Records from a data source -
· · ·

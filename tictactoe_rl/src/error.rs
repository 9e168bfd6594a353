//! Error types for the policy engine

use std::path::PathBuf;

use thiserror::Error;

#[derive(Error, Debug)]
#[non_exhaustive]
pub enum Error {
    #[error("invalid state: {message}")]
    InvalidState { message: String },

    #[error("policy file not found: {}", path.display())]
    NotFound { path: PathBuf },

    #[error("policy file {} is corrupt: {message}", path.display())]
    CorruptData { path: PathBuf, message: String },

    #[error("invalid configuration: {message}")]
    Configuration { message: String },

    #[error("failed to {operation}: {source}")]
    Io {
        operation: String,
        #[source]
        source: std::io::Error,
    },
}

pub type Result<T> = std::result::Result<T, Error>;

impl Error {
    pub fn invalid_state(message: impl Into<String>) -> Self {
        Error::InvalidState {
            message: message.into(),
        }
    }

    pub fn configuration(message: impl Into<String>) -> Self {
        Error::Configuration {
            message: message.into(),
        }
    }

    pub fn corrupt(path: impl Into<PathBuf>, message: impl ToString) -> Self {
        Error::CorruptData {
            path: path.into(),
            message: message.to_string(),
        }
    }
}

/// Checks that a rate lies in `[0, 1]`.
pub(crate) fn check_unit_interval(name: &str, value: f64) -> Result<()> {
    if (0.0..=1.0).contains(&value) {
        Ok(())
    } else {
        Err(Error::configuration(format!(
            "{name} must be within [0, 1], got {value}"
        )))
    }
}
impl InstallationStore {
    /// Creates or opens an installation store.
    ///
    /// Pass `":memory:"` for a throwaway database.
    pub fn new<P: AsRef<Path>>(db_path: P) -> Result<Self> {
        let conn = Connection::open(db_path).context("Failed to open database")?;

        conn.execute_batch(
            r#"
            CREATE TABLE IF NOT EXISTS oauth_credentials (
                id TEXT PRIMARY KEY,
                user_id TEXT NOT NULL,
                organization_id TEXT,
                provider TEXT NOT NULL,
                state TEXT UNIQUE,
                state_created_at TEXT,
                redirect_uri TEXT NOT NULL,
                access_token_enc TEXT,
                refresh_token_enc TEXT,
                token_type TEXT,
                scope TEXT,
                access_token_expiration TEXT,
                create_date TEXT NOT NULL,
                update_date TEXT NOT NULL,
                delete_date TEXT
            );
            CREATE INDEX IF NOT EXISTS idx_user_provider
                ON oauth_credentials(user_id, provider);
            CREATE INDEX IF NOT EXISTS idx_organization_provider
                ON oauth_credentials(organization_id, provider);
            "#,
        )
        .context("Failed to create oauth_credentials table")?;

        Ok(Self {
            conn: Mutex::new(conn),
        })
    }

    fn conn(&self) -> Result<MutexGuard<'_, Connection>> {
        self.conn
            .lock()
            .map_err(|_| anyhow!("Installation store lock poisoned"))
    }

    /// Starts (or restarts) an installation for a user.
    ///
    /// Reuses the user's active row for this provider when one exists, giving
    /// it a fresh state and the new redirect URI. Otherwise inserts a pending
    /// row.
    pub fn create_installation(
        &self,
        user: &User,
        provider: Provider,
        redirect_uri: &str,
    ) -> Result<Installation> {
        let conn = self.conn()?;

        let existing = query_one(
            &conn,
            "WHERE user_id = ?1 AND provider = ?2 AND delete_date IS NULL
             ORDER BY update_date DESC LIMIT 1",
            params![user.id, provider.as_str()],
        )?;

        if let Some(mut installation) = existing {
            issue_state(&mut installation);
            installation.redirect_uri = redirect_uri.to_string();
            installation.organization_id = user.organization_id.clone();
            write_row(&conn, &mut installation)?;
            return Ok(installation);
        }

        let now = Utc::now();
        let mut installation = Installation {
            id: Uuid::new_v4().to_string(),
            user_id: user.id.clone(),
            organization_id: user.organization_id.clone(),
            provider,
            state: Some(generate_state()),
            state_created_at: Some(now),
            redirect_uri: redirect_uri.to_string(),
            access_token_enc: None,
            refresh_token_enc: None,
            token_type: None,
            scope: None,
            access_token_expiration: None,
            create_date: now,
            update_date: now,
            delete_date: None,
        };

        conn.execute(
            "INSERT INTO oauth_credentials (id, user_id, provider, redirect_uri, create_date, update_date)
             VALUES (?1, ?2, ?3, ?4, ?5, ?5)",
            params![
                installation.id,
                installation.user_id,
                provider.as_str(),
                installation.redirect_uri,
                timestamp(&now),
            ],
        )
        .context("Failed to insert installation")?;
        write_row(&conn, &mut installation)?;

        Ok(installation)
    }

    /// Consumes a pending state in one step.
    ///
    /// Returns the installation only if `state` belongs to an active row for
    /// `provider` issued at or after `issued_after`; that row's state is
    /// cleared before returning, so a second call with the same state gets
    /// `None`. Rejected states leave the row untouched.
    pub fn take_pending(
        &self,
        state: &str,
        provider: Provider,
        issued_after: DateTime<Utc>,
    ) -> Result<Option<Installation>> {
        let conn = self.conn()?;

        let Some(mut installation) = query_one(
            &conn,
            "WHERE state = ?1 AND provider = ?2 AND delete_date IS NULL
               AND state_created_at >= ?3",
            params![state, provider.as_str(), timestamp(&issued_after)],
        )?
        else {
            return Ok(None);
        };

        installation.state = None;
        installation.state_created_at = None;
        installation.update_date = Utc::now();

        let rows_affected = conn
            .execute(
                "UPDATE oauth_credentials
                 SET state = NULL, state_created_at = NULL, update_date = ?3
                 WHERE id = ?1 AND state = ?2",
                params![installation.id, state, timestamp(&installation.update_date)],
            )
            .context("Failed to consume installation state")?;

        Ok((rows_affected == 1).then_some(installation))
    }

    /// Writes the token columns of a completed installation.
    ///
    /// Only touches a row that is still active: returns `false` when the
    /// installation was soft-deleted after its state was taken.
    pub fn complete_installation(&self, installation: &mut Installation) -> Result<bool> {
        installation.update_date = Utc::now();

        let conn = self.conn()?;
        let rows_affected = conn
            .execute(
                r#"
                UPDATE oauth_credentials SET
                    access_token_enc = ?2,
                    refresh_token_enc = ?3,
                    token_type = ?4,
                    scope = ?5,
                    access_token_expiration = ?6,
                    update_date = ?7
                WHERE id = ?1 AND delete_date IS NULL
                "#,
                params![
                    installation.id,
                    installation.access_token_enc,
                    installation.refresh_token_enc,
                    installation.token_type,
                    installation.scope,
                    installation.access_token_expiration.as_ref().map(timestamp),
                    timestamp(&installation.update_date),
                ],
            )
            .context("Failed to complete installation")?;

        Ok(rows_affected == 1)
    }

    /// Looks up the pending installation a callback's state refers to.
    pub fn get_installation_by_state(&self, state: &str) -> Result<Option<Installation>> {
        let conn = self.conn()?;
        query_one(
            &conn,
            "WHERE state = ?1 AND delete_date IS NULL",
            params![state],
        )
    }

    pub fn get_installation_by_user_id(
        &self,
        user_id: &str,
        provider: Provider,
    ) -> Result<Option<Installation>> {
        let conn = self.conn()?;
        query_one(
            &conn,
            "WHERE user_id = ?1 AND provider = ?2 AND delete_date IS NULL
             ORDER BY update_date DESC LIMIT 1",
            params![user_id, provider.as_str()],
        )
    }

    /// Most recently updated installation of an organization that holds a token.
    ///
    /// Pending installs started by other members never shadow a working one.
    pub fn get_installation_by_organization_id(
        &self,
        organization_id: &str,
        provider: Provider,
    ) -> Result<Option<Installation>> {
        let conn = self.conn()?;
        query_one(
            &conn,
            "WHERE organization_id = ?1 AND provider = ?2 AND delete_date IS NULL
               AND access_token_enc IS NOT NULL AND access_token_enc != ''
             ORDER BY update_date DESC LIMIT 1",
            params![organization_id, provider.as_str()],
        )
    }

    /// Newest soft-deleted installation for a user, if any.
    pub fn get_deleted_installation(
        &self,
        user_id: &str,
        provider: Provider,
    ) -> Result<Option<Installation>> {
        let conn = self.conn()?;
        query_one(
            &conn,
            "WHERE user_id = ?1 AND provider = ?2 AND delete_date IS NOT NULL
             ORDER BY delete_date DESC LIMIT 1",
            params![user_id, provider.as_str()],
        )
    }

    /// Persists every mutable column and bumps `update_date`.
    pub fn save(&self, installation: &mut Installation) -> Result<()> {
        let conn = self.conn()?;
        write_row(&conn, installation)
    }

    /// Soft-deletes an installation: clears tokens and state, sets `delete_date`.
    ///
    /// Only the cleared columns are written, so concurrent changes to other
    /// columns are not reverted.
    pub fn delete(&self, installation: &mut Installation) -> Result<()> {
        let now = Utc::now();
        installation.access_token_enc = None;
        installation.refresh_token_enc = None;
        installation.access_token_expiration = None;
        installation.state = None;
        installation.state_created_at = None;
        installation.delete_date = Some(now);
        installation.update_date = now;

        let conn = self.conn()?;
        conn.execute(
            r#"
            UPDATE oauth_credentials SET
                access_token_enc = NULL,
                refresh_token_enc = NULL,
                access_token_expiration = NULL,
                state = NULL,
                state_created_at = NULL,
                update_date = ?2,
                delete_date = COALESCE(delete_date, ?2)
            WHERE id = ?1
            "#,
            params![installation.id, timestamp(&now)],
        )
        .context("Failed to delete installation")?;

        Ok(())
    }

    #[cfg(test)]
    pub(crate) fn count_rows(&self, user_id: &str, provider: Provider) -> Result<usize> {
        let conn = self.conn()?;
        let count: i64 = conn
            .query_row(
                "SELECT COUNT(*) FROM oauth_credentials WHERE user_id = ?1 AND provider = ?2",
                params![user_id, provider.as_str()],
                |row| row.get(0),
            )
            .context("Failed to count installations")?;

        Ok(count as usize)
    }
}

· · ·

AIM OF THE TASK - The lines above that hold the string "Connection" are to be located and copied.

ANSWER SECTION -
        let conn = Connection::open(db_path).context("Failed to open database")?;
    fn conn(&self) -> Result<MutexGuard<'_, Connection>> {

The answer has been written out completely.